§ **Provided information**:
◆ ◆ ◆
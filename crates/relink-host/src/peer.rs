//! The peer: one socket, many connections.

use std::{collections::HashMap, net::SocketAddr, time::Instant};

use crossbeam_channel::{unbounded, Receiver, Sender};
use relink_core::{
    config::Config,
    error::{ErrorKind, Result},
    transport::Socket,
};
use relink_peer::{Connection, PeerEvent};
use relink_protocol::{
    ack::NotifyToken,
    packet::{Command, PacketType, RejectReason},
};
use tracing::{debug, error, trace};

/// Demultiplexes one datagram socket across a table of connections.
///
/// The peer owns the socket; connections never touch it. Each call to
/// [`poll`](Peer::poll) drains the socket, routes datagrams to their
/// connection, drives every connection's timers, flushes queued outgoing
/// datagrams and evicts connections that have ended.
pub struct Peer<T: Socket> {
    socket: T,
    config: Config,
    connections: HashMap<SocketAddr, Connection>,
    receive_buffer: Vec<u8>,
    event_sender: Sender<PeerEvent>,
    event_receiver: Receiver<PeerEvent>,
}

impl<T: Socket> Peer<T> {
    /// Creates a peer over `socket`. Fails when the configuration is
    /// inconsistent.
    pub fn new(socket: T, config: Config) -> Result<Self> {
        config.validate()?;
        let (event_sender, event_receiver) = unbounded();
        Ok(Self {
            receive_buffer: vec![0; config.mtu],
            socket,
            config,
            connections: HashMap::new(),
            event_sender,
            event_receiver,
        })
    }

    /// Channel carrying lifecycle and data events for the application.
    pub fn event_receiver(&self) -> &Receiver<PeerEvent> {
        &self.event_receiver
    }

    /// Local address of the underlying socket.
    pub fn local_addr(&self) -> Result<SocketAddr> {
        Ok(self.socket.local_addr()?)
    }

    /// Number of connections in the table, in any state.
    pub fn connection_count(&self) -> usize {
        self.connections.len()
    }

    /// Number of fully established connections.
    pub fn connected_count(&self) -> usize {
        self.connections.values().filter(|c| c.state().is_connected()).count()
    }

    /// Addresses of all established connections.
    pub fn connected_addrs(&self) -> Vec<SocketAddr> {
        self.connections
            .iter()
            .filter(|(_, c)| c.state().is_connected())
            .map(|(addr, _)| *addr)
            .collect()
    }

    /// Starts the handshake towards `addr`. The first connect request
    /// goes out on the next poll. Calling this for an address that
    /// already has a live connection is a no-op.
    pub fn connect(&mut self, addr: SocketAddr, now: Instant) {
        if let Some(existing) = self.connections.get(&addr) {
            if !existing.state().is_ended() {
                trace!(%addr, "connect ignored, connection already live");
                return;
            }
        }
        let mut connection = Connection::new(addr, &self.config, self.event_sender.clone(), now);
        connection.connect();
        self.connections.insert(addr, connection);
    }

    /// Starts a graceful teardown of the connection to `addr`.
    pub fn disconnect(&mut self, addr: SocketAddr, now: Instant) -> Result<()> {
        let connection = self
            .connections
            .get_mut(&addr)
            .ok_or(ErrorKind::UnknownConnection)?;
        connection.disconnect(now);
        Ok(())
    }

    /// Sends an untracked payload to `addr`.
    pub fn send_unreliable(&mut self, addr: SocketAddr, payload: &[u8]) -> Result<()> {
        self.connection_mut(addr)?.send_unreliable(payload)
    }

    /// Sends a message to `addr` with exactly-once, in-order delivery.
    pub fn send_reliable(&mut self, addr: SocketAddr, message: &[u8], now: Instant) -> Result<()> {
        self.connection_mut(addr)?.send_reliable(message, now)
    }

    /// Sends a fire-and-forget payload to `addr`; the returned token
    /// reports whether it was delivered or lost.
    pub fn send_notify(
        &mut self,
        addr: SocketAddr,
        payload: &[u8],
        now: Instant,
    ) -> Result<NotifyToken> {
        self.connection_mut(addr)?.send_notify(payload, now)
    }

    fn connection_mut(&mut self, addr: SocketAddr) -> Result<&mut Connection> {
        self.connections.get_mut(&addr).ok_or(ErrorKind::UnknownConnection)
    }

    /// One tick: drain the socket, drive timers, flush sends, evict
    /// ended connections.
    pub fn poll(&mut self, now: Instant) {
        self.receive(now);
        for connection in self.connections.values_mut() {
            connection.update(now);
        }
        self.flush(now);
        self.sweep();
    }

    fn receive(&mut self, now: Instant) {
        loop {
            match self.socket.receive_packet(self.receive_buffer.as_mut()) {
                Ok((payload, address)) => {
                    if let Some(connection) = self.connections.get_mut(&address) {
                        if let Err(e) = connection.handle_packet(payload, now) {
                            debug!(addr = %address, error = %e, "dropped malformed datagram");
                        }
                    } else {
                        let payload = payload.to_vec();
                        self.handle_unconnected(address, &payload, now);
                    }
                }
                Err(e) => {
                    if e.kind() != std::io::ErrorKind::WouldBlock {
                        error!("error receiving data: {:?}", e);
                    }
                    break;
                }
            }
        }
    }

    /// Admission control: only a valid connect request from an unknown
    /// address creates a connection. Anything else is dropped so stray
    /// datagrams cannot allocate state.
    fn handle_unconnected(&mut self, addr: SocketAddr, data: &[u8], now: Instant) {
        let is_connect_request = data.len() >= 2
            && data[0] == PacketType::Command as u8
            && data[1] == Command::ConnectRequest as u8;
        if !is_connect_request {
            trace!(%addr, "datagram from unknown address dropped");
            return;
        }

        if self.config.key.is_some() && &data[2..] != self.config.key_bytes() {
            debug!(%addr, "connect request with wrong key rejected");
            self.send_reject(addr, RejectReason::KeyInvalid);
            return;
        }

        let live = self.connections.values().filter(|c| !c.state().is_ended()).count();
        if live >= self.config.max_connections {
            debug!(%addr, "connect request rejected, peer full");
            self.send_reject(addr, RejectReason::ServerFull);
            return;
        }

        let mut connection = Connection::new(addr, &self.config, self.event_sender.clone(), now);
        connection.accept();
        self.connections.insert(addr, connection);
    }

    /// Rejections are sent without allocating a connection.
    fn send_reject(&mut self, addr: SocketAddr, reason: RejectReason) {
        let packet = [
            PacketType::Command as u8,
            Command::ConnectionRejected as u8,
            reason as u8,
        ];
        if let Err(e) = self.socket.send_packet(&addr, &packet) {
            error!(%addr, "error sending rejection: {:?}", e);
        }
    }

    fn flush(&mut self, now: Instant) {
        for (addr, connection) in self.connections.iter_mut() {
            let mut sent_any = false;
            while let Some(datagram) = connection.pop_outgoing() {
                if let Err(e) = self.socket.send_packet(addr, &datagram) {
                    error!(%addr, "error sending a packet: {:?}", e);
                    break;
                }
                sent_any = true;
            }
            if sent_any {
                connection.set_send_time(now);
            }
        }
    }

    fn sweep(&mut self) {
        self.connections.retain(|addr, connection| {
            if connection.should_remove() {
                debug!(%addr, "connection removed");
                connection.mark_destroyed();
                false
            } else {
                true
            }
        });
    }
}

impl<T: Socket> std::fmt::Debug for Peer<T> {
    fn fmt(&self, f: &mut std::fmt::Formatter<'_>) -> std::fmt::Result {
        f.debug_struct("Peer")
            .field("connections", &self.connections.len())
            .finish()
    }
}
◆ ◆ ◆
§ **Problem requirements**: State the number of lines in the records above that contain the string "table", and give nothing else.

§ **Final answer**: 2